O dito popular afirma que a única certeza que temos na vida é a morte. Lamentamos quando ela chega para artistas talentosos que partiram jovens, restando-nos apenas imaginar o que eles teriam feito se tivessem vivido em sua plenitude. Uma nova tecnologia de inteligência artificial, no entanto, assombrou recentemente os fãs de Kurt Cobain, do Nirvana, Amy Winehouse, Jimi Hendrix e Jim Morrison, do The Doors, todos mortos aos 27 anos de idade. O sistema analisou dezenas de músicas desses artistas e, a partir de vários elementos delas, compôs uma canção inédita para cada um. O resultado é impressionante – e também assustador – e levanta o debate: até onde vale a pena “ressuscitar” os mortos para atender a ânsia dos fãs por material inédito? Temos esse direito? Isso faz sentido?
Em fevereiro deste ano, na Coreia do Sul, outro caso chocante: o cantor Kim Kwang-seok, morto há 25 anos e que fez muito sucesso no país asiático na década de 1990, teve sua voz recriada também por um software de inteligência artificial. A voz foi reproduzida numa canção nunca gravada por Kwang-seok. Em 2012, outro exemplo de vida pós-morte foi a utilização de um holograma do cantor Tupac Shakur, morto em 1996, que se “apresentou” no palco do festival Coachella, nos Estados Unidos.
Cobain, Amy, Hendrix e Morrison têm em comum com o cantor coreano Kwang-seok o fato de que todos tiraram a própria vida, de propósito ou de forma acidental. Essas novas composições “póstumas” (exceto a do coreano), fazem parte do projeto Lost Tapes of The 27 Club (As Fitas Perdidas do Clube dos 27), criado para alertar as pessoas sobre a importância da saúde mental e prevenir o suicídio.
No caso de Kurt Cobain, a música “nova” se chama Drowned in the Sun. Embora “inédita”, seus acordes e solos de guitarra rementem a hits de Come As You Are e das canções do álbum Bleach. A exceção da música foi a voz. Ao contrário do caso sul-coreano, a música foi gravada pelo cantor Eric Hogan, líder de uma banda cover do Nirvana.

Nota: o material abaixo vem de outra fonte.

//! Scores Module
//!
//! The leaderboard resource: submitting a score and listing the best ones.
//!
//! - [`gateway::ScoreGateway`] validates submissions and maps stored records to
//!   their wire form.
//! - [`routes`] mounts `GET` and `POST` on `/api/scores/`.
//!
//! # Usage
//!
//! ```rust,ignore
//! use highscores::scores;
//!
//! let app = Router::new()
//!     .merge(scores::routes())
//!     .with_state(app_state);
//! ```

pub mod gateway;
mod handler;
mod routes;

pub use gateway::{ScoreGateway, TOP_SCORES_LIMIT};
pub use routes::routes;
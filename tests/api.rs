//! End-to-end tests for the leaderboard HTTP surface.
//!
//! Each test builds the real axum `Router` over an in-memory libsql database
//! and sends requests with `tower::ServiceExt::oneshot`.

use std::sync::Arc;

use axum::Router;
use axum::body::Body;
use axum::http::{Method, Request, StatusCode, header};
use chrono::{DateTime, Utc};
use highscores::api::ScoreDto;
use highscores::db::Database;
use highscores::error::StoreError;
use highscores::model::{HighScore, NewHighScore};
use highscores::scores::ScoreGateway;
use highscores::store::{LibsqlScoreStore, ScoreStore};
use serde_json::{Value, json};
use tower::ServiceExt;

struct TestApp {
    router: Router,
    db: Arc<Database>,
}

impl TestApp {
    async fn new() -> Self {
        let db = Arc::new(Database::in_memory().await.unwrap());
        let router = highscores::app(ScoreGateway::new(LibsqlScoreStore::new(db.clone())));
        TestApp { router, db }
    }

    async fn count(&self) -> u64 {
        LibsqlScoreStore::new(self.db.clone()).count().await.unwrap()
    }

    async fn insert_at(&self, name: &str, score: i32, timestamp: &str) {
        self.db
            .connection()
            .execute(
                "INSERT INTO high_scores (player_name, score, level, timestamp) VALUES (?, ?, 1, ?)",
                libsql::params![name, score, timestamp],
            )
            .await
            .unwrap();
    }

    async fn send(&self, method: Method, uri: &str, body: Body) -> (StatusCode, Value) {
        let response = self
            .router
            .clone()
            .oneshot(
                Request::builder()
                    .method(method)
                    .uri(uri)
                    .header(header::CONTENT_TYPE, "application/json")
                    .body(body)
                    .unwrap(),
            )
            .await
            .unwrap();

        let status = response.status();
        let bytes = axum::body::to_bytes(response.into_body(), usize::MAX)
            .await
            .unwrap();
        let json = if bytes.is_empty() {
            Value::Null
        } else {
            serde_json::from_slice(&bytes).unwrap()
        };
        (status, json)
    }

    async fn post(&self, payload: Value) -> (StatusCode, Value) {
        self.send(Method::POST, "/api/scores/", Body::from(payload.to_string()))
            .await
    }

    async fn list(&self) -> Vec<ScoreDto> {
        let (status, json) = self.send(Method::GET, "/api/scores/", Body::empty()).await;
        assert_eq!(status, StatusCode::OK);
        serde_json::from_value(json).unwrap()
    }
}

#[tokio::test]
async fn post_returns_created_record_with_server_fields() {
    let app = TestApp::new().await;
    let before = Utc::now();

    let (status, json) = app
        .post(json!({
            "id": 4242,
            "timestamp": "2001-01-01T00:00:00Z",
            "player_name": "blinky",
            "score": 1500,
            "level": 3,
        }))
        .await;

    assert_eq!(status, StatusCode::CREATED);
    let dto: ScoreDto = serde_json::from_value(json).unwrap();
    assert_ne!(dto.id, 4242);
    assert_eq!(dto.player_name, "blinky");
    assert_eq!(dto.score, 1500);
    assert_eq!(dto.level, 3);

    let ts: DateTime<Utc> = dto.timestamp.parse().unwrap();
    assert!((ts - before).num_seconds().abs() < 5);
}

#[tokio::test]
async fn post_without_body_uses_defaults() {
    let app = TestApp::new().await;

    let (status, json) = app.send(Method::POST, "/api/scores/", Body::empty()).await;

    assert_eq!(status, StatusCode::CREATED);
    assert_eq!(json["player_name"], "PacFan");
    assert_eq!(json["score"], 0);
    assert_eq!(json["level"], 1);
    assert!(json["id"].is_i64());
}

#[tokio::test]
async fn long_player_name_is_rejected_and_not_stored() {
    let app = TestApp::new().await;

    let (status, json) = app
        .post(json!({ "player_name": "p".repeat(51), "score": 10 }))
        .await;

    assert_eq!(status, StatusCode::BAD_REQUEST);
    assert_eq!(
        json,
        json!({ "player_name": ["Ensure this field has no more than 50 characters."] })
    );
    assert_eq!(app.count().await, 0);
}

#[tokio::test]
async fn non_integer_score_is_rejected() {
    let app = TestApp::new().await;

    let (status, json) = app.post(json!({ "score": "abc" })).await;

    assert_eq!(status, StatusCode::BAD_REQUEST);
    assert_eq!(json["score"], json!(["A valid integer is required."]));
    assert_eq!(app.count().await, 0);
}

#[tokio::test]
async fn nul_in_player_name_is_rejected_and_not_stored() {
    let app = TestApp::new().await;

    let (status, json) = app.post(json!({ "player_name": "a\u{0}b", "score": 5 })).await;

    assert_eq!(status, StatusCode::BAD_REQUEST);
    assert_eq!(json, json!({ "player_name": ["Null characters are not allowed."] }));
    assert_eq!(app.count().await, 0);
}

#[tokio::test]
async fn malformed_json_is_a_bad_request() {
    let app = TestApp::new().await;

    let (status, json) = app
        .send(Method::POST, "/api/scores/", Body::from("{\"score\": 1"))
        .await;

    assert_eq!(status, StatusCode::BAD_REQUEST);
    assert!(json["detail"].as_str().unwrap().starts_with("JSON parse error"));
}

#[tokio::test]
async fn listing_orders_by_score_descending() {
    let app = TestApp::new().await;
    for score in [100, 50, 300] {
        let (status, _) = app.post(json!({ "score": score })).await;
        assert_eq!(status, StatusCode::CREATED);
    }

    let scores: Vec<i32> = app.list().await.iter().map(|s| s.score).collect();
    assert_eq!(scores, vec![300, 100, 50]);
}

#[tokio::test]
async fn equal_scores_list_latest_first() {
    let app = TestApp::new().await;
    app.insert_at("older", 700, "2026-10-16T08:00:00.000000Z").await;
    app.insert_at("newer", 700, "2026-10-16T08:00:05.000000Z").await;

    let names: Vec<String> = app.list().await.into_iter().map(|s| s.player_name).collect();
    assert_eq!(names, vec!["newer", "older"]);
}

#[tokio::test]
async fn listing_returns_only_the_top_ten() {
    let app = TestApp::new().await;
    for score in [5, 80, 12, 64, 3, 99, 41, 27, 70, 15, 58, 9, 33, 88, 1] {
        app.post(json!({ "score": score })).await;
    }
    assert_eq!(app.count().await, 15);

    let scores: Vec<i32> = app.list().await.iter().map(|s| s.score).collect();
    assert_eq!(scores, vec![99, 88, 80, 70, 64, 58, 41, 33, 27, 15]);
}

#[tokio::test]
async fn head_is_served_like_get() {
    let app = TestApp::new().await;
    app.post(json!({ "score": 10 })).await;

    let response = app
        .router
        .clone()
        .oneshot(
            Request::builder()
                .method(Method::HEAD)
                .uri("/api/scores/")
                .body(Body::empty())
                .unwrap(),
        )
        .await
        .unwrap();

    assert_eq!(response.status(), StatusCode::OK);
    assert_eq!(response.headers()[header::CONTENT_TYPE], "application/json");
}

#[tokio::test]
async fn unsupported_method_is_405() {
    let app = TestApp::new().await;

    let response = app
        .router
        .clone()
        .oneshot(
            Request::builder()
                .method(Method::DELETE)
                .uri("/api/scores/")
                .body(Body::empty())
                .unwrap(),
        )
        .await
        .unwrap();

    assert_eq!(response.status(), StatusCode::METHOD_NOT_ALLOWED);
    assert_eq!(response.headers()[header::ALLOW], "GET, HEAD, POST");
}

#[tokio::test]
async fn undefined_paths_are_404() {
    let app = TestApp::new().await;

    for uri in ["/api/scores/123", "/api/scores", "/nope", "/static/missing.js"] {
        let (status, json) = app.send(Method::GET, uri, Body::empty()).await;
        assert_eq!(status, StatusCode::NOT_FOUND, "uri {uri}");
        assert_eq!(json, json!({ "detail": "Not found." }));
    }
}

#[tokio::test]
async fn index_serves_the_game_page() {
    let app = TestApp::new().await;

    let response = app
        .router
        .clone()
        .oneshot(Request::builder().uri("/").body(Body::empty()).unwrap())
        .await
        .unwrap();

    assert_eq!(response.status(), StatusCode::OK);
    let content_type = response.headers()[header::CONTENT_TYPE].to_str().unwrap();
    assert!(content_type.starts_with("text/html"));
}

#[tokio::test]
async fn static_assets_are_served_with_mime_type() {
    let app = TestApp::new().await;

    let response = app
        .router
        .clone()
        .oneshot(
            Request::builder()
                .uri("/static/js/leaderboard.js")
                .body(Body::empty())
                .unwrap(),
        )
        .await
        .unwrap();

    assert_eq!(response.status(), StatusCode::OK);
    let content_type = response.headers()[header::CONTENT_TYPE].to_str().unwrap();
    assert!(content_type.contains("javascript"));
}

struct UnavailableStore;

impl ScoreStore for UnavailableStore {
    async fn insert(&self, _new: NewHighScore) -> Result<HighScore, StoreError> {
        Err(StoreError::NoRowReturned)
    }

    async fn query_top(&self, _limit: u32) -> Result<Vec<HighScore>, StoreError> {
        Err(StoreError::Decode("disk on fire".to_owned()))
    }

    async fn count(&self) -> Result<u64, StoreError> {
        Ok(0)
    }
}

#[tokio::test]
async fn storage_failures_are_500_without_details() {
    let router = highscores::app(ScoreGateway::new(UnavailableStore));

    for (method, body) in [(Method::GET, Body::empty()), (Method::POST, Body::from("{}"))] {
        let response = router
            .clone()
            .oneshot(
                Request::builder()
                    .method(method)
                    .uri("/api/scores/")
                    .body(body)
                    .unwrap(),
            )
            .await
            .unwrap();

        assert_eq!(response.status(), StatusCode::INTERNAL_SERVER_ERROR);
        let bytes = axum::body::to_bytes(response.into_body(), usize::MAX)
            .await
            .unwrap();
        let json: Value = serde_json::from_slice(&bytes).unwrap();
        assert_eq!(json, json!({ "detail": "A server error occurred." }));
    }
}
use chrono::{DateTime, Utc};

pub const DEFAULT_PLAYER_NAME: &str = "PacFan";
pub const DEFAULT_SCORE: i32 = 0;
pub const DEFAULT_LEVEL: i32 = 1;
pub const PLAYER_NAME_MAX_CHARS: usize = 50;

/// A stored leaderboard entry.
#[derive(Debug, Clone, PartialEq, Eq)]
pub struct HighScore {
    pub id: i64,
    pub player_name: String,
    pub score: i32,
    pub level: i32,
    pub timestamp: DateTime<Utc>,
}

/// Validated input for a new entry. `id` and `timestamp` are assigned by the store.
#[derive(Debug, Clone, PartialEq, Eq)]
pub struct NewHighScore {
    pub player_name: String,
    pub score: i32,
    pub level: i32,
}

impl std::fmt::Display for HighScore {
    fn fmt(&self, f: &mut std::fmt::Formatter<'_>) -> std::fmt::Result {
        write!(f, "{}: {} (Level {})", self.player_name, self.score, self.level)
    }
}
use std::collections::BTreeMap;

use axum::{
    Json,
    http::{HeaderValue, Method, StatusCode, header},
    response::{IntoResponse, Response},
};
use serde::Serialize;
use thiserror::Error;

use crate::api::DetailResponse;

#[derive(Debug, Error)]
pub enum StoreError {
    #[error("storage backend error: {0}")]
    Backend(#[from] libsql::Error),
    #[error("malformed row: {0}")]
    Decode(String),
    #[error("insert did not return the stored row")]
    NoRowReturned,
}

/// Field name to error messages, serialized as `{"field": ["msg", ...]}`.
#[derive(Debug, Default, Clone, PartialEq, Eq, Serialize)]
#[serde(transparent)]
pub struct ValidationErrors(BTreeMap<String, Vec<String>>);

impl ValidationErrors {
    pub fn add(&mut self, field: &str, msg: impl Into<String>) {
        self.0.entry(field.to_owned()).or_default().push(msg.into());
    }

    pub fn is_empty(&self) -> bool {
        self.0.is_empty()
    }

    pub fn contains(&self, field: &str) -> bool {
        self.0.contains_key(field)
    }

    pub fn messages(&self, field: &str) -> &[String] {
        self.0.get(field).map(Vec::as_slice).unwrap_or_default()
    }

    pub fn fields(&self) -> impl Iterator<Item = &str> {
        self.0.keys().map(String::as_str)
    }
}

impl std::fmt::Display for ValidationErrors {
    fn fmt(&self, f: &mut std::fmt::Formatter<'_>) -> std::fmt::Result {
        let fields: Vec<&str> = self.fields().collect();
        write!(f, "invalid fields: {}", fields.join(", "))
    }
}

#[derive(Debug, Error)]
pub enum GatewayError {
    #[error("validation failed: {0}")]
    Validation(ValidationErrors),
    #[error(transparent)]
    Storage(#[from] StoreError),
}

#[derive(Debug, Error)]
pub enum ApiError {
    #[error("validation failed: {0}")]
    Validation(ValidationErrors),
    #[error("JSON parse error - {0}")]
    MalformedBody(String),
    #[error("storage error: {0}")]
    Storage(StoreError),
    #[error("not found")]
    NotFound,
    #[error("method {0} not allowed")]
    MethodNotAllowed(Method),
}

impl From<GatewayError> for ApiError {
    fn from(error: GatewayError) -> Self {
        match error {
            GatewayError::Validation(errors) => ApiError::Validation(errors),
            GatewayError::Storage(e) => ApiError::Storage(e),
        }
    }
}

pub const SCORES_ALLOW: &str = "GET, HEAD, POST";

impl IntoResponse for ApiError {
    fn into_response(self) -> Response {
        match self {
            ApiError::Validation(errors) => (StatusCode::BAD_REQUEST, Json(errors)).into_response(),
            ApiError::MalformedBody(_) => {
                (StatusCode::BAD_REQUEST, Json(DetailResponse::new(&self.to_string()))).into_response()
            }
            ApiError::Storage(e) => {
                tracing::error!(error = %crate::unpack_error(&e), "storage failure");
                (
                    StatusCode::INTERNAL_SERVER_ERROR,
                    Json(DetailResponse::new("A server error occurred.")),
                )
                    .into_response()
            }
            ApiError::NotFound => (StatusCode::NOT_FOUND, Json(DetailResponse::new("Not found."))).into_response(),
            ApiError::MethodNotAllowed(method) => {
                let body = DetailResponse::new(&format!("Method \"{}\" not allowed.", method));
                let mut response = (StatusCode::METHOD_NOT_ALLOWED, Json(body)).into_response();
                response
                    .headers_mut()
                    .insert(header::ALLOW, HeaderValue::from_static(SCORES_ALLOW));
                response
            }
        }
    }
}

A justificativa de que a composição dessas canções foi feita para dar destaque a uma campanha sobre a saúde mental é totalmente válida. A pressão pela fama e pelo sucesso levou esses artistas ao extremo e, por não suportarem tudo isso, infelizmente, sucumbiram. O resultado, no entanto, serve também como uma alerta: nada pode substituir o talento de cada um. As músicas são boas, um fã vai reconhecer ali o DNA da banda, mas, definitivamente, falta nelas algo de humano. Todas emulam uma espécie de cópia barata ou, no máximo, uma faixa lado B dos artistas homenageados. Enfim, falta a vida.